In the case of hip-hop, the "hip-hopist" attitude is more of variant and ambivalent. At present it is this very issue of album sales. A few years ago it was nostalgia for old school rap. Another one that seems to be creeping up is "the whole package deal", which Kanye West (as Jay-Z has suggested) is in the running for. (I can hear someone mouthing off, "I only listen to a brand, man".)

Deeming rap as a flagging genre may be just another euphemism of the hip-hopist attitude. Listen "Diva", if you can't accept the evolution of the game, (in Jay-Z's words: "a seed be becomes a plant, boys become men") then move on to polka.

I am happy to be surprised and learn from the development of hip-hop (its beats, its lyrical content, its fashion and its economics). That some hip-hoppists need Lil'Wayne's album to reach a milli'is sign of unnecessary desperation. In hip-hop terms a milli could just as well be a billi'. Lets face it, Carter III is a weak album. Listen to the mixtapes. Listen to The Leak EP. There you'll witness Lil' Wayne in all his lyrical glory.

But there's no saving to be done. Don't believe the hype, great albums came out last year. Its not inevitable they will this year, but hey, perhaps. For now why not hope and draw attention to what is truly praise-worthy(Salon's to do list:review hip-hop blasts from the past. Give us an education or if you like, a mis-education). Or simply lay low. Oh but I forgot even music reviews are supposed to feed America's diet of fear-mongering:"Oh my god gas went up and guess what baby, hip-hop's dead!"

Wednesday, June 18, 2008 11:27 PM

CAN Lil Wayne save hip-hop?

...Hopefully not.

Thursday, June 19, 2008 05:02 AM

Can Lil Wayne save hip hop?

As others have written, who said it needs saving? Taking just one small example, look at the Def Jux label, which is stuffed to the gills with great acts... from founder El-P, to Aesop Rock, CanOx, and perennial great Del.

What people lament as hip-hop's downfall is nothing of the kind. It's just that the major labels, MTV, the NBA, et al, have been hyping the same misogynistic, bling-obsessed, thug-culture crap to the top of the charts for twenty years. That it's only just now reached a saturation point is truly sad. Mainstream hip-hop used to stay fresh by reinventing itself every few years. But it's been in a cavernous rut for a very long time.

Good hip-hop went underground (at least as far as pop culture is concerned) some time in the early- to mid-90s. This ain't 1986-1992 anymore, where the artists that are relevant and ground-breaking (Public Enemy, Eric B. & Rakim, BDP/KRS-One, etc.) are also the biggest sellers. Instead, since '93 or so, we've had a steady diet of essentially the same gangster rap that NWA, Ice-T, et al, pioneered twenty years ago.

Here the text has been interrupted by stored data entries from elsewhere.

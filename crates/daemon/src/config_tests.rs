// SPDX-License-Identifier: BUSL-1.1
// Copyright (c) 2026 Alfred Jean LLC

use super::*;

#[test]
fn missing_file_yields_defaults() {
    let dir = tempfile::tempdir().unwrap();

    let config = Config::load(&dir.path().join("config.toml")).unwrap();

    assert_eq!(config, Config::default());
}

#[test]
fn empty_file_yields_defaults() {
    assert_eq!(Config::parse("").unwrap(), Config::default());
}

#[test]
fn full_settings_file() {
    let config = Config::parse(
        r#"
        socket = "/tmp/sway.sock"
        pool_size = 2
        eager = false
        backoff_ms = 250
        request_timeout_ms = 3000
        max_decode_faults = 8
        battery_target = "battery.target"
        tasks = ["battery_pause"]

        [policy]
        never_signal = ["keepassxc"]
        no_recursion = ["kitty"]

        [timings]
        settle = 20
        wake_interval = 120

        [subscriptions.window]
        focus = "visibility"
        "#,
    )
    .unwrap();

    assert_eq!(config.socket, Some(PathBuf::from("/tmp/sway.sock")));
    assert_eq!(config.battery_target.as_deref(), Some("battery.target"));
    assert!(config.policy.never_signal.contains("keepassxc"));
    // a given list replaces the default one
    assert!(!config.policy.no_recursion.contains("foot"));
    assert_eq!(config.timings.settle, Duration::from_millis(20));
    assert_eq!(config.timings.wake_interval, Duration::from_secs(120));
    assert_eq!(config.timings.grace, Timings::default().grace);
    assert_eq!(config.subscriptions.len(), 1);

    let connection = config.connection();
    assert_eq!(connection.pool_size, 2);
    assert!(!connection.eager);
    assert_eq!(connection.channel.backoff, Duration::from_millis(250));
    assert_eq!(connection.channel.request_timeout, Some(Duration::from_secs(3)));
    assert_eq!(connection.max_decode_faults, Some(8));
}

#[test]
fn default_subscriptions_resolve() {
    let registry = Config::default().registry().unwrap();

    assert_eq!(
        registry.events(),
        vec![EventKind::Workspace, EventKind::Output, EventKind::Window, EventKind::Binding]
    );
    let (name, _) = registry.lookup(EventKind::Window, "focus").unwrap();
    assert_eq!(name, "fullscreen");
    assert!(registry.lookup(EventKind::Window, "title").is_none());
}

#[test]
fn default_tasks_resolve() {
    let tasks = Config::default().periodic_tasks().unwrap();

    let names: Vec<&str> = tasks.iter().map(|t| t.name()).collect();
    assert_eq!(names, vec!["wake_timer", "battery_pause"]);
}

#[yare::parameterized(
    unknown_event = { "[subscriptions.windows]\nfocus = \"signal_all\"", "unknown event: windows" },
    sentinel_event = { "[subscriptions.error]\nrun = \"signal_all\"", "unknown event: error" },
    unknown_handler = { "[subscriptions.window]\nfocus = \"freeze\"", "unknown handler \"freeze\" for window/focus" },
)]
fn bad_subscriptions_are_rejected(toml: &str, message: &str) {
    let err = Config::parse(toml).unwrap().registry().unwrap_err();

    assert_eq!(err.to_string(), message);
}

#[test]
fn unknown_task_is_rejected() {
    let config = Config::parse("tasks = [\"wake_timer\", \"nap\"]").unwrap();

    assert!(matches!(config.periodic_tasks(), Err(ConfigError::UnknownTask(name)) if name == "nap"));
}

#[test]
fn unknown_keys_fail_to_parse() {
    let dir = tempfile::tempdir().unwrap();
    let path = dir.path().join("config.toml");
    std::fs::write(&path, "pool = 3\n").unwrap();

    assert!(matches!(Config::load(&path), Err(ConfigError::Parse { .. })));
}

Sure, it gets some nominal freshening-up--the beats, slang and flow--but it's largely still the same, and what change has come has occurred at a glacial pace. Lyrically, it's still "I'm hard, I'll smoke a fool, I gots b**ches and h*es, I got a Bentley/Lambo/Merc, I got blunted," blah, blah, blah. And after two decades, it's no longer novel or reflective of raw urban realities, it's just some label exec's idea of what sells.

Only in this context could someone as marginally talented as Wayne be positioned as a savior... forgive me for pointing out the obvious, but as emcees go, he's simply not very good.